To put it bluntly, diocesan Catholic education then and now is nothing but a public school education with a lightly Catholic veneer (but nothing too extreme that would cause discomfort among the parents of the non-Catholic students, who are not just welcomed but aggressively courted when they can contribute generously to the school’s fundraising efforts). Many of the textbooks used for literature, history (or “social studies), science etc. are the exact same books being used at the public schools down the street. Oh, but the teachers are Catholic, right? Some few of them may be–and God help them if they are, as I know a former Catholic school teacher who was fired for bringing up the topic of abortion during the human reproduction unit in an eighth grade biology class–this was about fifteen years ago.

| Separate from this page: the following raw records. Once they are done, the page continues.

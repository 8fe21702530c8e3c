//! Font handling for PDF documents

use crate::{PdfError, Result};
use lopdf::{Dictionary, Object, Stream};
use std::collections::HashSet;

/// Font data structure for an embedded font
///
/// One instance per registered font. The full TTF is embedded at save time;
/// text is encoded to glyph ids eagerly since ids are stable without
/// subsetting.
#[derive(Debug, Clone)]
pub struct FontData {
    /// Font name/identifier
    pub name: String,
    /// Raw TTF data
    pub ttf_data: Vec<u8>,
    /// Characters used (for the /W widths array and ToUnicode CMap)
    pub used_chars: HashSet<char>,
    /// Parsed font face
    face: Option<ttf_parser::Face<'static>>,
}

/// PDF objects generated for font embedding
pub struct FontObjects {
    /// Type0 font dictionary
    pub type0_font: Dictionary,
    /// CIDFont Type2 dictionary
    pub cid_font: Dictionary,
    /// Font descriptor dictionary
    pub font_descriptor: Dictionary,
    /// Font file stream (TTF data)
    pub font_file_stream: Stream,
    /// ToUnicode CMap stream
    pub tounicode_stream: Stream,
}

impl FontData {
    /// Create font data from TTF bytes
    ///
    /// # Arguments
    /// * `name` - Font identifier
    /// * `ttf_data` - TrueType font file bytes
    pub fn from_ttf(name: &str, ttf_data: &[u8]) -> Result<Self> {
        let data = ttf_data.to_vec();

        // The face borrows the font bytes for 'static, so the buffer is
        // leaked once. Fonts are loaded once at process start and live for
        // the process lifetime; clones share the same leaked buffer.
        let static_data: &'static [u8] = Box::leak(data.clone().into_boxed_slice());

        let face = ttf_parser::Face::parse(static_data, 0)
            .map_err(|e| PdfError::FontParseError(format!("{e:?}")))?;

        Ok(Self {
            name: name.to_string(),
            ttf_data: data,
            used_chars: HashSet::new(),
            face: Some(face),
        })
    }

    /// Add characters to the used set
    pub fn add_chars(&mut self, text: &str) {
        for c in text.chars() {
            self.used_chars.insert(c);
        }
    }

    /// Get glyph ID for a character
    pub fn glyph_id(&self, c: char) -> Option<u16> {
        self.face
            .as_ref()
            .and_then(|face| face.glyph_index(c).map(|id| id.0))
    }

    /// Check if font has a glyph for the given character
    pub fn has_glyph(&self, c: char) -> bool {
        self.glyph_id(c).map(|id| id != 0).unwrap_or(false)
    }

    /// Get glyph advance width
    pub fn glyph_advance(&self, c: char) -> Option<u16> {
        self.face.as_ref().and_then(|face| {
            let glyph_id = face.glyph_index(c)?;
            face.glyph_hor_advance(glyph_id)
        })
    }

    /// Get font units per em
    pub fn units_per_em(&self) -> u16 {
        self.face
            .as_ref()
            .map(|face| face.units_per_em())
            .unwrap_or(1000)
    }

    /// Get font ascender
    pub fn ascender(&self) -> i16 {
        self.face
            .as_ref()
            .map(|face| face.ascender())
            .unwrap_or(800)
    }

    /// Get font descender
    pub fn descender(&self) -> i16 {
        self.face
            .as_ref()
            .map(|face| face.descender())
            .unwrap_or(-200)
    }

    /// Calculate text width in font units
    pub fn text_width(&self, text: &str) -> u32 {
        text.chars()
            .filter_map(|c| self.glyph_advance(c))
            .map(|w| w as u32)
            .sum()
    }

    /// Calculate text width in points for a given font size
    pub fn text_width_points(&self, text: &str, font_size: f32) -> f32 {
        let width = self.text_width(text);
        let units_per_em = self.units_per_em() as f32;
        (width as f32 / units_per_em) * font_size
    }

    /// Encode text as hex string for the PDF Tj operator
    pub fn encode_text_hex(&self, text: &str) -> String {
        let mut result = String::new();
        for c in text.chars() {
            let gid = self.glyph_id(c).unwrap_or(0);
            result.push_str(&format!("{gid:04X}"));
        }
        format!("<{result}>")
    }

    /// Generate all PDF objects needed to embed this font
    pub fn to_pdf_objects(&self) -> Result<FontObjects> {
        let font_name = Object::Name(self.name.clone().into());

        let tounicode_content = self.generate_tounicode_cmap();
        let tounicode_stream = Stream::new(
            Dictionary::from_iter(vec![
                ("Type", "CMap".into()),
                ("Length", (tounicode_content.len() as i32).into()),
            ]),
            tounicode_content.as_bytes().to_vec(),
        );

        let font_file_stream = Stream::new(
            Dictionary::from_iter(vec![
                ("Type", "FontDescriptor".into()),
                ("Subtype", "TrueType".into()),
                ("Length1", (self.ttf_data.len() as i32).into()),
            ]),
            self.ttf_data.clone(),
        );

        let units_per_em = self.units_per_em() as i32;
        let ascender = self.ascender();
        let descender = self.descender();

        let font_bbox = vec![
            0.into(),
            descender.into(),
            units_per_em.into(),
            ascender.into(),
        ];

        let font_descriptor = Dictionary::from_iter(vec![
            ("Type", "FontDescriptor".into()),
            ("FontName", font_name.clone()),
            ("Flags", 4.into()), // Symbolic font
            ("FontBBox", font_bbox.into()),
            ("ItalicAngle", 0.into()),
            ("Ascent", ascender.into()),
            ("Descent", descender.into()),
            ("CapHeight", ascender.into()),
            ("StemV", 80.into()),
            ("FontFile2", Object::Reference((0, 0))), // Placeholder, set when embedding
        ]);

        let widths_array = self.generate_widths_array();

        let cid_system_info = Dictionary::from_iter(vec![
            ("Registry", "Adobe".into()),
            ("Ordering", "Identity".into()),
            ("Supplement", 0.into()),
        ]);

        let cid_font = Dictionary::from_iter(vec![
            ("Type", "Font".into()),
            ("Subtype", "CIDFontType2".into()),
            ("BaseFont", font_name.clone()),
            ("CIDSystemInfo", cid_system_info.into()),
            ("FontDescriptor", Object::Reference((0, 0))), // Placeholder, set when embedding
            ("W", widths_array.into()),
            ("DW", 1000.into()),
        ]);

        let type0_font = Dictionary::from_iter(vec![
            ("Type", "Font".into()),
            ("Subtype", "Type0".into()),
            ("BaseFont", font_name),
            ("Encoding", "Identity-H".into()),
            ("DescendantFonts", vec![Object::Reference((0, 0))].into()), // Placeholder
            ("ToUnicode", Object::Reference((0, 0))),                    // Placeholder
        ]);

        Ok(FontObjects {
            type0_font,
            cid_font,
            font_descriptor,
            font_file_stream,
            tounicode_stream,
        })
    }

    /// Generate /W array for glyph widths
    fn generate_widths_array(&self) -> Vec<Object> {
        let mut widths = Vec::new();
        let face = match &self.face {
            Some(f) => f,
            None => return widths,
        };

        let mut gids: Vec<u16> = self
            .used_chars
            .iter()
            .filter_map(|&c| self.glyph_id(c))
            .collect();
        gids.sort();
        gids.dedup();

        // Individual mapping format: [gid1 [width1] gid2 [width2] ...]
        for gid in gids {
            let glyph_id = ttf_parser::GlyphId(gid);
            let advance = face.glyph_hor_advance(glyph_id).unwrap_or(1000);
            widths.push(gid.into());
            widths.push(vec![advance.into()].into());
        }

        widths
    }

    /// Generate ToUnicode CMap stream content
    fn generate_tounicode_cmap(&self) -> String {
        let mut cmap = String::new();

        cmap.push_str("/CIDInit /ProcSet findresource begin\n");
        cmap.push_str("12 dict begin\n");
        cmap.push_str("begincmap\n");
        cmap.push_str("/CIDSystemInfo << /Registry (Adobe) /Ordering (UCS) /Supplement 0 >> def\n");
        cmap.push_str("/CMapName /Adobe-Identity-UCS def\n");
        cmap.push_str("/CMapType 2 def\n");

        cmap.push_str("1 begincodespacerange\n");
        cmap.push_str("<0000> <FFFF>\n");
        cmap.push_str("endcodespacerange\n");

        let mut char_list: Vec<char> = self.used_chars.iter().copied().collect();
        char_list.sort_by_key(|c| *c as u32);

        if !char_list.is_empty() {
            // PDF spec recommends limiting bfchar sections to 100 entries
            for chunk in char_list.chunks(100) {
                cmap.push_str(&format!("{} beginbfchar\n", chunk.len()));
                for c in chunk {
                    let gid = self.glyph_id(*c).unwrap_or(0);
                    let unicode = *c as u32;
                    cmap.push_str(&format!("<{gid:04X}> <{unicode:04X}>\n"));
                }
                cmap.push_str("endbfchar\n");
            }
        }

        cmap.push_str("endcmap\n");
        cmap.push_str("CMapName currentdict /CMap defineresource pop\n");
        cmap.push_str("end\n");
        cmap.push_str("end\n");

        cmap
    }
}

#[cfg(test)]
pub(crate) mod test_support {
    use super::FontData;
    use std::collections::HashSet;

    /// Direct construction without a parsed face, for API tests that do not
    /// need real font files.
    pub fn faceless(name: &str) -> FontData {
        FontData {
            name: name.to_string(),
            ttf_data: vec![0u8; 100],
            used_chars: HashSet::new(),
            face: None,
        }
    }
}
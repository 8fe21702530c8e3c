//! Contextual shaping and bidirectional reordering

use ar_reshaper::{ArabicReshaper, ReshaperConfig};
use unicode_bidi::BidiInfo;

/// Mirror paired punctuation when a run is reversed
fn mirror(c: char) -> char {
    match c {
        '(' => ')',
        ')' => '(',
        '[' => ']',
        ']' => '[',
        '{' => '}',
        '}' => '{',
        '<' => '>',
        '>' => '<',
        '«' => '»',
        '»' => '«',
        _ => c,
    }
}

/// Prepare a logical-order string for glyph-by-glyph rendering
///
/// Splits the text into bidirectional runs, applies contextual joining to
/// the right-to-left runs, and emits everything in visual order. Embedded
/// left-to-right runs (Latin words, digit groups) keep their order. Paired
/// brackets inside reversed runs are mirrored so they still open toward the
/// enclosed text.
///
/// Best-effort: text without right-to-left content comes back unchanged.
pub fn shape(text: &str) -> String {
    if text.is_empty() {
        return String::new();
    }

    let info = BidiInfo::new(text, None);
    let reshaper = ArabicReshaper::new(ReshaperConfig::default());

    let mut out = String::with_capacity(text.len());
    for para in &info.paragraphs {
        // The levels vector is per byte; each run's direction comes from the
        // level at its own start. Digit runs resolve to an even level even
        // inside Arabic text and must never be reversed.
        let (levels, runs) = info.visual_runs(para, para.range.clone());
        for run in runs {
            let slice = &text[run.clone()];
            if levels[run.start].is_rtl() {
                let shaped = reshaper.reshape(slice);
                out.extend(shaped.chars().rev().map(mirror));
            } else {
                out.push_str(slice);
            }
        }
    }

    out
}

#[cfg(test)]
mod tests {
    use super::*;
    use pretty_assertions::assert_eq;

    #[test]
    fn test_empty() {
        assert_eq!(shape(""), "");
    }

    #[test]
    fn test_latin_passthrough() {
        assert_eq!(shape("Widget 2x"), "Widget 2x");
    }

    #[test]
    fn test_arabic_is_reversed() {
        // "فاتورة" in visual order ends with the glyph for the first logical
        // letter. The shaped forms are presentation-form codepoints, so only
        // check ordering-sensitive structure here.
        let out = shape("فاتورة");
        assert_eq!(out.chars().count(), 6);
        assert_ne!(out, "فاتورة");
    }

    #[test]
    fn test_isolated_letter_keeps_count() {
        // A single letter has only its isolated form
        let out = shape("م");
        assert_eq!(out.chars().count(), 1);
    }

    #[test]
    fn test_shape_is_idempotent_for_latin() {
        let once = shape("Invoice 2024-001");
        assert_eq!(shape(&once), once);
    }

    #[test]
    fn test_brackets_mirrored_in_rtl_run() {
        // Arabic-Indic digits and the percent sign are part of the RTL run;
        // reversing it must flip the parentheses too
        let out = shape("الخصم (٥٪)");
        assert_eq!(out.matches('(').count(), 1);
        assert_eq!(out.matches(')').count(), 1);
        let open = out.find('(').unwrap();
        let close = out.find(')').unwrap();
        assert!(open < close);
    }

    #[test]
    fn test_mixed_direction_keeps_ltr_order() {
        // The embedded ASCII number must survive in readable order
        let out = shape("رقم 123");
        assert!(out.contains("123"));
    }

    #[test]
    fn test_arabic_indic_amount_keeps_digit_order() {
        // A currency label followed by a localized amount splits into an
        // RTL run and a digit run; only the letters get reversed
        let out = shape("ريال ١٠٩.٢٥");
        assert!(out.contains("١٠٩.٢٥"));
    }

    #[test]
    fn test_localized_date_unchanged() {
        assert_eq!(shape("٢٠٢٤-٠١-١٥"), "٢٠٢٤-٠١-١٥");
    }

    #[test]
    fn test_mirror_pairs() {
        assert_eq!(mirror('('), ')');
        assert_eq!(mirror(')'), '(');
        assert_eq!(mirror('ا'), 'ا');
    }
}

When I was a student, one of the things I remember most vividly about my schools was the open and blatant hostility and contempt my teachers had for my parents’ openness to life (there were nine of us all together). Pretty nice for a seventh-grader to hear a supposedly Catholic teacher snickering to another teacher about how my parents clearly hadn’t figured it out yet (as if I wouldn’t understand what they meant). Virtues, values, the deep nurturing of the human person, a shining witness to the Catholic faith? Nothing of the sort–in the Catholic schools I experienced class warfare, bullying, dissident Catholicism, leftist political teaching, and not much else; and as for literature, apart from “To Kill a Mockingbird” we read nothing but junk in grade school and could select our own books from a list in 9th grade (I always picked the classics, but there was no indication that anybody had to read them in favor of trendy novels). My 10th grade teacher finally started giving us the real thing, a bright moment in a series of disappointments overall.

And for the privilege of sending us to these schools my parents forked over thousands of dollars a year. That problem has only gotten worse. Catholic schools in *most* parts of America today are for the upper middle class and up. All the poetic waxing about truck drivers reading Milton in the world can’t change the fact that the future truck driver’s parents can’t even begin to dream of an education that will cost them between $5 ad $15 thousand dollars per year, per child.

Common Core is probably nothing more nor less than the latest trendy federal mandate designed to make the lives of the teachers in the trenches and on the ground worse than they already are; what good does it do to command solemnly that third graders shall know their times tables when the third grade teacher in an inner-city school is desperately hoping to reach a goal of postponing cannibalism among her feral charges? But it will not and cannot be the ruin of American diocesan Catholic education. That was accomplished a long time ago.

Let’s hear your reaction.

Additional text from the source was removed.